//! Structured logging.
//!
//! Installs a `tracing-subscriber` registry (JSON or pretty output) and
//! provides [`TracingLogger`], the production [`Logger`] sink that turns
//! log records into `tracing` events.
//!
//! # Example
//!
//! ```rust,ignore
//! use tessera_telemetry::logging::{LogConfig, init_logging};
//!
//! init_logging(&LogConfig::production())?;
//! tracing::info!(command = "ping", "Handling command");
//! ```

use crate::error::TelemetryError;
use crate::sink::{find_attribute, Attribute, Logger};
use crate::TelemetryResult;
use tracing::Level;
use tracing_subscriber::fmt::format::FmtSpan;
use tracing_subscriber::layer::SubscriberExt;
use tracing_subscriber::util::SubscriberInitExt;
use tracing_subscriber::{EnvFilter, Layer};

/// Log output format.
#[derive(Debug, Clone, Copy, PartialEq, Eq)]
pub enum LogFormat {
    /// One JSON object per line.
    Json,
    /// Multi-line human-readable output.
    Pretty,
}

/// Logging configuration.
#[derive(Debug, Clone)]
pub struct LogConfig {
    /// Whether logging is enabled.
    pub enabled: bool,

    /// Filter directive (e.g. "info", "tessera::command=debug,warn").
    pub level: String,

    /// Output format.
    pub format: LogFormat,

    /// Log when `tracing` spans open and close.
    pub span_events: bool,

    /// Include the source file and line of each event.
    pub source_location: bool,

    /// Service name for log fields.
    pub service_name: String,
}

impl Default for LogConfig {
    fn default() -> Self {
        Self::production()
    }
}

impl LogConfig {
    /// Pretty output at debug level, with span events and source locations.
    #[must_use]
    pub fn development() -> Self {
        Self {
            level: "debug".to_string(),
            format: LogFormat::Pretty,
            span_events: true,
            source_location: true,
            ..Self::production()
        }
    }

    /// JSON output at info level.
    #[must_use]
    pub fn production() -> Self {
        Self {
            enabled: true,
            level: "info".to_string(),
            format: LogFormat::Json,
            span_events: false,
            source_location: false,
            service_name: "tessera".to_string(),
        }
    }
}

/// Initializes the global `tracing` subscriber.
///
/// # Errors
///
/// Returns `TelemetryError::LoggingInit` if the filter is invalid or a
/// global subscriber is already installed.
pub fn init_logging(config: &LogConfig) -> TelemetryResult<()> {
    if !config.enabled {
        return Ok(());
    }

    let filter = create_env_filter(&config.level)?;
    let span_events = if config.span_events {
        FmtSpan::NEW | FmtSpan::CLOSE
    } else {
        FmtSpan::NONE
    };

    let fmt_layer = tracing_subscriber::fmt::layer()
        .with_span_events(span_events)
        .with_file(config.source_location)
        .with_line_number(config.source_location);
    let fmt_layer = match config.format {
        LogFormat::Json => fmt_layer.json().boxed(),
        LogFormat::Pretty => fmt_layer.pretty().boxed(),
    };

    tracing_subscriber::registry()
        .with(fmt_layer)
        .with(filter)
        .try_init()
        .map_err(|e| TelemetryError::LoggingInit(e.to_string()))?;

    tracing::debug!(service = %config.service_name, format = ?config.format, "Logging initialized");
    Ok(())
}

/// Creates an env filter from a directive string.
///
/// # Errors
///
/// Returns error if the filter string is invalid.
pub fn create_env_filter(filter: &str) -> TelemetryResult<EnvFilter> {
    EnvFilter::try_new(filter)
        .map_err(|e| TelemetryError::LoggingInit(format!("Invalid log level: {e}")))
}

/// Standard field names used in command telemetry.
pub mod fields {
    /// Command-type label.
    pub const COMMAND: &str = "command";

    /// Request ID.
    pub const REQUEST_ID: &str = "request_id";

    /// Invocation outcome (`success`, `failure`, `cancelled`).
    pub const OUTCOME: &str = "outcome";

    /// Elapsed time in milliseconds.
    pub const DURATION_MS: &str = "duration_ms";

    /// Error kind (`command`, `cancelled`, `deadline_exceeded`, `internal`).
    pub const ERROR_KIND: &str = "error_kind";

    /// Error message.
    pub const ERROR: &str = "error";

    /// Span entry time (RFC 3339).
    pub const ENTERED_AT: &str = "entered_at";
}

/// [`Logger`] that emits `tracing` events.
///
/// The `command` attribute becomes its own event field so log pipelines can
/// index on it; the full attribute list is rendered as a JSON object in the
/// `attributes` field.
#[derive(Debug, Default, Clone, Copy)]
pub struct TracingLogger;

impl TracingLogger {
    /// Creates a new logger.
    #[must_use]
    pub const fn new() -> Self {
        Self
    }
}

/// Renders attributes as a JSON object string.
pub(crate) fn render_attributes(attributes: &[Attribute]) -> TelemetryResult<String> {
    let mut map = serde_json::Map::with_capacity(attributes.len());
    for attribute in attributes {
        let value = serde_json::to_value(&attribute.value)
            .map_err(|e| TelemetryError::sink("logger", e.to_string()))?;
        map.insert(attribute.key.to_string(), value);
    }
    Ok(serde_json::Value::Object(map).to_string())
}

impl Logger for TracingLogger {
    fn log(&self, level: Level, message: &str, attributes: &[Attribute]) -> TelemetryResult<()> {
        let rendered = render_attributes(attributes)?;
        let command = find_attribute(attributes, fields::COMMAND).map(ToString::to_string);
        let command = command.as_deref();

        match level {
            Level::ERROR => {
                tracing::error!(target: "tessera::command", command, attributes = %rendered, "{message}");
            }
            Level::WARN => {
                tracing::warn!(target: "tessera::command", command, attributes = %rendered, "{message}");
            }
            Level::INFO => {
                tracing::info!(target: "tessera::command", command, attributes = %rendered, "{message}");
            }
            Level::DEBUG => {
                tracing::debug!(target: "tessera::command", command, attributes = %rendered, "{message}");
            }
            _ => {
                tracing::trace!(target: "tessera::command", command, attributes = %rendered, "{message}");
            }
        }

        Ok(())
    }
}

#[cfg(test)]
mod tests {
    use super::*;

    #[test]
    fn test_default_config_is_production() {
        let config = LogConfig::default();
        assert!(config.enabled);
        assert_eq!(config.format, LogFormat::Json);
        assert_eq!(config.level, "info");
        assert!(!config.source_location);
    }

    #[test]
    fn test_development_config() {
        let config = LogConfig::development();
        assert_eq!(config.format, LogFormat::Pretty);
        assert!(config.span_events);
        assert!(config.source_location);
        assert_eq!(config.level, "debug");
        assert_eq!(config.service_name, "tessera");
    }

    #[test]
    fn test_create_env_filter() {
        assert!(create_env_filter("info").is_ok());
        assert!(create_env_filter("tessera::command=debug,warn").is_ok());
        assert!(matches!(
            create_env_filter("tessera=notalevel"),
            Err(TelemetryError::LoggingInit(_))
        ));
    }

    #[test]
    fn test_disabled_logging() {
        let config = LogConfig {
            enabled: false,
            ..Default::default()
        };
        assert!(init_logging(&config).is_ok());
    }

    #[test]
    fn test_render_attributes() {
        let rendered = render_attributes(&[
            Attribute::new(fields::COMMAND, "ping"),
            Attribute::new(fields::DURATION_MS, 5.0),
        ])
        .unwrap();
        let value: serde_json::Value = serde_json::from_str(&rendered).unwrap();
        assert_eq!(value["command"], "ping");
        assert_eq!(value["duration_ms"], 5.0);
    }

    #[test]
    fn test_tracing_logger_accepts_every_level() {
        let logger = TracingLogger::new();
        let attrs = [Attribute::new(fields::COMMAND, "ping")];
        for level in [Level::ERROR, Level::WARN, Level::INFO, Level::DEBUG, Level::TRACE] {
            assert!(logger.log(level, "command finished", &attrs).is_ok());
        }
    }
}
───
**WHAT IS BEING ASKED:** Check each line of the listing above for the word "impl". Then state how many lines have it, and nothing further.

**OUTPUT OF THE TASK:** 4